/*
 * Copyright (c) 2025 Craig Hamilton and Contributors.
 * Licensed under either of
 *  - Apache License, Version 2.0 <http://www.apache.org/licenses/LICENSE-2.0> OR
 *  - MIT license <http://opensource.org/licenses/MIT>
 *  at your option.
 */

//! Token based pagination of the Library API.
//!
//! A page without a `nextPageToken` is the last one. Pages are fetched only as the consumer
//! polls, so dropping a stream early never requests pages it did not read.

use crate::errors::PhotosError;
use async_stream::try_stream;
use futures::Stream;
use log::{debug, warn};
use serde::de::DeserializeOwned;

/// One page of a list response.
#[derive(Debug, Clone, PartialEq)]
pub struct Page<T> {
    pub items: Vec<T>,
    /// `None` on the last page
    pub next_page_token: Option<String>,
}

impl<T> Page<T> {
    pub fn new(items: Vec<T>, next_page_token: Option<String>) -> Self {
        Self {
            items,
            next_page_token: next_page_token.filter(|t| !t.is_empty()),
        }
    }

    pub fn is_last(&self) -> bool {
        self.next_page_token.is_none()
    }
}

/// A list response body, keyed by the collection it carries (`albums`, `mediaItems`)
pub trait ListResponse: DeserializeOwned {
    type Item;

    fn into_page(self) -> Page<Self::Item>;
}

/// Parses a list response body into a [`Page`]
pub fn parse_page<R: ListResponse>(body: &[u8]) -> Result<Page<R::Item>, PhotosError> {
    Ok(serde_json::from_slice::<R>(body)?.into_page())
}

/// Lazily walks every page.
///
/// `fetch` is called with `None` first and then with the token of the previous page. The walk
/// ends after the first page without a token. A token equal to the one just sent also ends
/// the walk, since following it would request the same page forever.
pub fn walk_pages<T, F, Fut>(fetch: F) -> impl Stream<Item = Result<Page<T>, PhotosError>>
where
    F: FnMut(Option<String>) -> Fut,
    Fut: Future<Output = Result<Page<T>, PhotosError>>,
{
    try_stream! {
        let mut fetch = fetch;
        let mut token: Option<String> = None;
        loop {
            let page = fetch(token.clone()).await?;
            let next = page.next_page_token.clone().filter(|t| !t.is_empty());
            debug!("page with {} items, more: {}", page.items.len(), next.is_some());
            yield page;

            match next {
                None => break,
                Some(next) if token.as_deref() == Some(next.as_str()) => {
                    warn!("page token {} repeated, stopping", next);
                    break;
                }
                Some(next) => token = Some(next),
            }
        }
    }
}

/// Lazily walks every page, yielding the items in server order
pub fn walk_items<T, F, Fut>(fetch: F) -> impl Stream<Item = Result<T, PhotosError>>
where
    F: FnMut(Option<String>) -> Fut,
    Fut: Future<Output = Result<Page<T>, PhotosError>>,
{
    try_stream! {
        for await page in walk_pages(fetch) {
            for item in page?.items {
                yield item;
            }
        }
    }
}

...

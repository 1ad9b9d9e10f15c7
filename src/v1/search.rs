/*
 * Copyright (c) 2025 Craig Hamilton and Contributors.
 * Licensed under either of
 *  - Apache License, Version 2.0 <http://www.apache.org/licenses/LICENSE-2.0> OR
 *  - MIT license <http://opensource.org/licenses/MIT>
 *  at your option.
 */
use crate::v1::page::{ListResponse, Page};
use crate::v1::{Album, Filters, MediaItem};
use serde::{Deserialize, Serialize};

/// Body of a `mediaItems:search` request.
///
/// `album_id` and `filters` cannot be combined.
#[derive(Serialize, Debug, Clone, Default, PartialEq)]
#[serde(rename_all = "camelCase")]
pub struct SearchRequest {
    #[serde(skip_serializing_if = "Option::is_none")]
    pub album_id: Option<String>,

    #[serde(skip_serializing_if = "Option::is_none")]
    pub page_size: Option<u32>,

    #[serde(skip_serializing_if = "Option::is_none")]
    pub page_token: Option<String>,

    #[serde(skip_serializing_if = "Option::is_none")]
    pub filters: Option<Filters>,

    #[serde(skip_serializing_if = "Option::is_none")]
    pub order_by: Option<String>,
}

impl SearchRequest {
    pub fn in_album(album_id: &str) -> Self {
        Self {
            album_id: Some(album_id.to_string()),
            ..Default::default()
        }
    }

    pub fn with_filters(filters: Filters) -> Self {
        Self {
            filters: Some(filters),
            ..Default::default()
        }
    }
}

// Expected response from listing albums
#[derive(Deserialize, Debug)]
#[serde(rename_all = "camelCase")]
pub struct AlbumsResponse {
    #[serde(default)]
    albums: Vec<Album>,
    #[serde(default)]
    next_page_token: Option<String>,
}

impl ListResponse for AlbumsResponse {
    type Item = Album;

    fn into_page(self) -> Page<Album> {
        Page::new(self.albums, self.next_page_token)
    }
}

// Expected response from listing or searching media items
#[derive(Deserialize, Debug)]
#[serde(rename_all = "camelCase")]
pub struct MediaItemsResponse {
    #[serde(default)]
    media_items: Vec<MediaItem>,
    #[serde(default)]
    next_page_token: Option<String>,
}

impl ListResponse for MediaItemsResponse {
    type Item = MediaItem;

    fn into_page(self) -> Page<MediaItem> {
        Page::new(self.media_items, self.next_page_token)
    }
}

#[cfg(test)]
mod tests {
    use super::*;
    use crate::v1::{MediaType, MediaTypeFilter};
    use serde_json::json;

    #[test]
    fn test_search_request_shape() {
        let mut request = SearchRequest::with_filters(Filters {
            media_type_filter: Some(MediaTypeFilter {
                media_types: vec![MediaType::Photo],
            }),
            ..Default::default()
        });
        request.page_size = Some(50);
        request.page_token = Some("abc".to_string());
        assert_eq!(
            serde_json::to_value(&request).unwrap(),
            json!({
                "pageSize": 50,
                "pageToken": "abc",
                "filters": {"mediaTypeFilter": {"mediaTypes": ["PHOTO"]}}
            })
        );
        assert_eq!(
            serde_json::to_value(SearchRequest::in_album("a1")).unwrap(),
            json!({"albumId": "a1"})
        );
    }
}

■ Task details
Please return the lines above that run from the line containing "the Library API." to the line containing "pub fn parse_page<R: ListResponse>(body: &[u8])", inclusive, exactly and with no other lines.

■ Your response
//! Token based pagination of the Library API.
//!
//! A page without a `nextPageToken` is the last one. Pages are fetched only as the consumer
//! polls, so dropping a stream early never requests pages it did not read.

use crate::errors::PhotosError;
use async_stream::try_stream;
use futures::Stream;
use log::{debug, warn};
use serde::de::DeserializeOwned;

/// One page of a list response.
#[derive(Debug, Clone, PartialEq)]
pub struct Page<T> {
    pub items: Vec<T>,
    /// `None` on the last page
    pub next_page_token: Option<String>,
}

impl<T> Page<T> {
    pub fn new(items: Vec<T>, next_page_token: Option<String>) -> Self {
        Self {
            items,
            next_page_token: next_page_token.filter(|t| !t.is_empty()),
        }
    }

    pub fn is_last(&self) -> bool {
        self.next_page_token.is_none()
    }
}

/// A list response body, keyed by the collection it carries (`albums`, `mediaItems`)
pub trait ListResponse: DeserializeOwned {
    type Item;

    fn into_page(self) -> Page<Self::Item>;
}

/// Parses a list response body into a [`Page`]
pub fn parse_page<R: ListResponse>(body: &[u8]) -> Result<Page<R::Item>, PhotosError> {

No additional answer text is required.